Venezuela holds the world’s largest crude reserves (Orinoco Belt accounts for more than 15% of global reserves) but production has collapsed to just over ~1.0 million barrels per day from ~3.5 million bpd in the late 1990s, with oil representing ~95% of foreign revenue. The U.S. has tightened sanctions and announced a “total and complete blockade” of sanctioned oil tankers while China has increased Venezuelan imports by ~95% this year via covert shipments; Chevron is the only major foreign firm still licensed to operate in partnership with PDVSA. Persistent underinvestment, expropriations and political risk keep Venezuelan output constrained, creating geopolitical supply risk and a large potential prize for foreign energy firms should sanctions or licensing change.

Analysis

Market structure: Short-term winners are integrated majors with lawful footholds (Chevron/CVX) and specialist service firms able to rebuild heavy-sour production; losers are foreign contractors exposed to expropriation risk and Venezuela-dependent sovereign credit.
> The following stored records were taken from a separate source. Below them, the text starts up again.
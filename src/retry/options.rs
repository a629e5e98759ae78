//! Options consumed by the retry driver.

use std::fmt;
use std::time::Duration;

use super::strategy::Strategy;
use super::wrapper::{StopCondition, Wrapper};

/// Callback invoked after each failed attempt that will be retried.
///
/// Receives the operation error, the delay before the next attempt, the number
/// of the attempt that failed (starting at 1) and the time elapsed since the
/// driver started. It is not called when the strategy stops.
///
/// The callback runs inline on the driver's task: if it blocks, the next
/// attempt is delayed accordingly.
pub type Notify<'a, E> = Box<dyn FnMut(&E, Duration, u32, Duration) + Send + 'a>;

/// Options for a retry call.
///
/// # Examples
///
/// ```rust
/// use backstep::retry::RetryOptions;
/// use std::time::Duration;
///
/// let options = RetryOptions::<std::io::Error>::new()
///     .with_timeout(Duration::from_secs(30))
///     .with_max_retries(5)
///     .with_notify(|err, delay, attempt, _elapsed| {
///         eprintln!("attempt {} failed: {}, retrying in {:?}", attempt, err, delay);
///     });
///
/// assert_eq!(options.timeout(), Some(Duration::from_secs(30)));
/// ```
pub struct RetryOptions<'a, E> {
    timeout: Option<Duration>,
    notify: Option<Notify<'a, E>>,
    stops: Vec<StopCondition>,
}

impl<'a, E> RetryOptions<'a, E> {
    /// Create empty options: no timeout, no notify, no stop conditions.
    pub fn new() -> Self {
        Self {
            timeout: None,
            notify: None,
            stops: Vec::new(),
        }
    }

    /// Cancel the call after `timeout`.
    ///
    /// The timeout applies to the whole call, on top of any deadline the
    /// caller's context already has. A zero timeout is ignored.
    pub fn with_timeout(mut self, timeout: Duration) -> Self {
        self.timeout = Some(timeout);
        self
    }

    /// Allow at most `n` retries on top of the initial attempt.
    pub fn with_max_retries(mut self, n: u32) -> Self {
        self.stops.push(StopCondition::MaxRetries(n));
        self
    }

    /// Stop retrying once `d` has elapsed since the call started.
    pub fn with_max_elapsed_time(mut self, d: Duration) -> Self {
        self.stops.push(StopCondition::MaxElapsedTime(d));
        self
    }

    /// Add a stop condition.
    pub fn with_stop(mut self, stop: StopCondition) -> Self {
        self.stops.push(stop);
        self
    }

    /// Set the notify callback. See [`Notify`].
    pub fn with_notify<F>(mut self, notify: F) -> Self
    where
        F: FnMut(&E, Duration, u32, Duration) + Send + 'a,
    {
        self.notify = Some(Box::new(notify));
        self
    }

    /// The configured timeout.
    pub fn timeout(&self) -> Option<Duration> {
        self.timeout
    }

    /// The stop conditions, in the order they will wrap the strategy.
    pub fn stops(&self) -> &[StopCondition] {
        &self.stops
    }

    /// Returns true if a notify callback is set.
    pub fn has_notify(&self) -> bool {
        self.notify.is_some()
    }

    /// Wrap `strategy` with every stop condition, in insertion order.
    pub(crate) fn wrap<'s, S>(&self, strategy: S) -> Box<dyn Strategy + 's>
    where
        S: Strategy + 's,
    {
        let base: Box<dyn Strategy + 's> = Box::new(strategy);
        self.stops
            .iter()
            .fold(base, |strategy, stop| stop.wrap(strategy))
    }

    pub(crate) fn into_parts(self) -> (Option<Duration>, Option<Notify<'a, E>>) {
        (self.timeout, self.notify)
    }
}

impl<E> Default for RetryOptions<'_, E> {
    fn default() -> Self {
        Self::new()
    }
}

impl<E> fmt::Debug for RetryOptions<'_, E> {
    fn fmt(&self, f: &mut fmt::Formatter<'_>) -> fmt::Result {
        f.debug_struct("RetryOptions")
            .field("timeout", &self.timeout)
            .field("notify", &self.notify.as_ref().map(|_| "<callback>"))
            .field("stops", &self.stops)
            .finish()
    }
}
A tightened tanker blockade could remove ~0.5–1.0 mbpd of seaborne supply, supporting crude +$3–8/bbl in weeks and increasing refinery crack spreads for complex refiners that process extra-heavy Venezuelan sour. Risk assessment: Tail risks include a kinetic confrontation or broader sanctions that trigger insurance/transport spikes, shutting more of Venezuela’s ~1.0 mbpd offline and spiking Brent >$15/bbl (low-prob/high-impact). Time horizons: days–weeks for price/volatility shocks, months for sanctions regime shifts, and 3–10 years before Venezuelan production can meaningfully recover absent massive capex and governance change. Hidden dependency: access is as political as technical — license to operate (not geology) will drive returns. Trade implications: Tactical trade: favor CVX exposure (as sole licensed major) and convex crude optionality; underweight pure-play foreign E&P names and Venezuelan sovereign debt. Options: use cost-limited call spreads on WTI (3-month) and 6–12 month 25-delta calls on CVX to capture asymmetric upside if sanctions roll back. Contrarian angles: Consensus overestimates speed of re-entry — rebuilding PDVSA requires $20–50bn+ and years; markets may be overstating near-term upside for all majors. Also China’s 95% increase in offtake shows alternative buyers can entrench supply chains that deny U.S. firms an exclusive prize even after regime change.